Whenever a line in the entries below contains the string "HeaderMap", copy that line.

[Records from a data source]
= = = = = = =
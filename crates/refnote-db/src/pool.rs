//! PostgreSQL connection pool management.

use std::time::{Duration, Instant};

use sqlx::postgres::{PgPool, PgPoolOptions};
use tracing::info;

use refnote_core::{Error, Result};

/// Default maximum number of connections in the pool.
pub const DEFAULT_MAX_CONNECTIONS: u32 = 10;

/// Default connection acquire timeout in seconds.
pub const DEFAULT_CONNECT_TIMEOUT_SECS: u64 = 30;

/// Default idle timeout in seconds.
pub const DEFAULT_IDLE_TIMEOUT_SECS: u64 = 600;

/// Pool configuration options.
#[derive(Debug, Clone)]
pub struct PoolConfig {
    /// Maximum number of connections in the pool.
    pub max_connections: u32,
    /// Minimum number of connections to maintain.
    pub min_connections: u32,
    /// Connection acquire timeout.
    pub connect_timeout: Duration,
    /// Idle connection timeout.
    pub idle_timeout: Duration,
    /// Maximum connection lifetime.
    pub max_lifetime: Option<Duration>,
}

impl Default for PoolConfig {
    fn default() -> Self {
        Self {
            max_connections: DEFAULT_MAX_CONNECTIONS,
            min_connections: 1,
            connect_timeout: Duration::from_secs(DEFAULT_CONNECT_TIMEOUT_SECS),
            idle_timeout: Duration::from_secs(DEFAULT_IDLE_TIMEOUT_SECS),
            max_lifetime: Some(Duration::from_secs(1800)),
        }
    }
}

impl PoolConfig {
    /// Create a new pool configuration with default values.
    pub fn new() -> Self {
        Self::default()
    }

    /// Set the maximum number of connections.
    pub fn max_connections(mut self, n: u32) -> Self {
        self.max_connections = n;
        self
    }

    /// Set the minimum number of connections.
    pub fn min_connections(mut self, n: u32) -> Self {
        self.min_connections = n;
        self
    }

    /// Set the connection acquire timeout.
    pub fn connect_timeout(mut self, timeout: Duration) -> Self {
        self.connect_timeout = timeout;
        self
    }

    /// Set the idle connection timeout.
    pub fn idle_timeout(mut self, timeout: Duration) -> Self {
        self.idle_timeout = timeout;
        self
    }

    /// Set the maximum connection lifetime.
    pub fn max_lifetime(mut self, lifetime: Option<Duration>) -> Self {
        self.max_lifetime = lifetime;
        self
    }
}

/// Create a new PostgreSQL connection pool with default configuration.
pub async fn create_pool(database_url: &str) -> Result<PgPool> {
    create_pool_with_config(database_url, PoolConfig::default()).await
}

/// Create a new PostgreSQL connection pool with custom configuration.
pub async fn create_pool_with_config(database_url: &str, config: PoolConfig) -> Result<PgPool> {
    let start = Instant::now();

    info!(
        subsystem = "database",
        component = "pool",
        op = "create",
        max_connections = config.max_connections,
        min_connections = config.min_connections,
        connect_timeout_secs = config.connect_timeout.as_secs(),
        idle_timeout_secs = config.idle_timeout.as_secs(),
        "Creating database connection pool"
    );

    let mut options = PgPoolOptions::new()
        .max_connections(config.max_connections)
        .min_connections(config.min_connections)
        .acquire_timeout(config.connect_timeout)
        .idle_timeout(config.idle_timeout);

    if let Some(max_lifetime) = config.max_lifetime {
        options = options.max_lifetime(max_lifetime);
    }

    let pool = options
        .connect(database_url)
        .await
        .map_err(Error::Database)?;

    info!(
        subsystem = "database",
        component = "pool",
        op = "established",
        pool_size = pool.size(),
        pool_idle = pool.num_idle(),
        duration_ms = start.elapsed().as_millis() as u64,
        "Database connection pool established"
    );
    Ok(pool)
}
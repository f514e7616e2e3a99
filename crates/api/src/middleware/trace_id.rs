//! Request ID middleware.
//!
//! Every request gets an id, either the one supplied by the caller in
//! `X-Request-ID` or a fresh UUID v4. The id is attached to the request span,
//! logged on completion and echoed back in the response.

use axum::{
    body::Body,
    http::{HeaderMap, HeaderValue, Request},
    middleware::Next,
    response::Response,
};
use std::time::Instant;
use tracing::Instrument;
use uuid::Uuid;

/// Header name for request ID.
pub const REQUEST_ID_HEADER: &str = "x-request-id";

/// Reads the caller-supplied request id, ignoring empty or non-ASCII values.
fn incoming_request_id(headers: &HeaderMap) -> Option<String> {
    headers
        .get(REQUEST_ID_HEADER)
        .and_then(|v| v.to_str().ok())
        .filter(|s| !s.is_empty())
        .map(str::to_string)
}

pub async fn trace_id(req: Request<Body>, next: Next) -> Response {
    let request_id =
        incoming_request_id(req.headers()).unwrap_or_else(|| Uuid::new_v4().to_string());

    let span = tracing::info_span!(
        "request",
        request_id = %request_id,
        method = %req.method(),
        path = %req.uri().path(),
    );

    let start = Instant::now();
    let mut response = next.run(req).instrument(span.clone()).await;

    span.in_scope(|| {
        tracing::info!(
            status = response.status().as_u16(),
            duration_ms = start.elapsed().as_millis() as u64,
            "Request completed"
        );
    });

    if let Ok(value) = HeaderValue::from_str(&request_id) {
        response.headers_mut().insert(REQUEST_ID_HEADER, value);
    }

    response
}

#[cfg(test)]
mod tests {
    use super::*;

    #[test]
    fn test_incoming_request_id_present() {
        let mut headers = HeaderMap::new();
        headers.insert(REQUEST_ID_HEADER, HeaderValue::from_static("req-123_abc.xyz"));
        assert_eq!(incoming_request_id(&headers).as_deref(), Some("req-123_abc.xyz"));
    }

    #[test]
    fn test_incoming_request_id_missing_or_empty() {
        let mut headers = HeaderMap::new();
        assert!(incoming_request_id(&headers).is_none());

        headers.insert(REQUEST_ID_HEADER, HeaderValue::from_static(""));
        assert!(incoming_request_id(&headers).is_none());
    }

    fn app() -> axum::Router {
        axum::Router::new()
            .route("/", axum::routing::get(|| async { "ok" }))
            .layer(axum::middleware::from_fn(trace_id))
    }

    #[tokio::test]
    async fn test_trace_id_keeps_caller_id() {
        use tower::ServiceExt;

        let request = Request::builder()
            .uri("/")
            .header(REQUEST_ID_HEADER, "caller-42")
            .body(Body::empty())
            .unwrap();
        let response = app().oneshot(request).await.unwrap();

        assert_eq!(response.headers().get(REQUEST_ID_HEADER).unwrap(), "caller-42");
    }

    #[tokio::test]
    async fn test_trace_id_generates_uuid_when_missing() {
        use tower::ServiceExt;

        let request = Request::builder().uri("/").body(Body::empty()).unwrap();
        let response = app().oneshot(request).await.unwrap();

        let id = response
            .headers()
            .get(REQUEST_ID_HEADER)
            .and_then(|v| v.to_str().ok())
            .unwrap();
        assert!(Uuid::parse_str(id).is_ok());
    }
}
= = = = = = =
Problem solution
    http::{HeaderMap, HeaderValue, Request},
fn incoming_request_id(headers: &HeaderMap) -> Option<String> {
        let mut headers = HeaderMap::new();
        let mut headers = HeaderMap::new();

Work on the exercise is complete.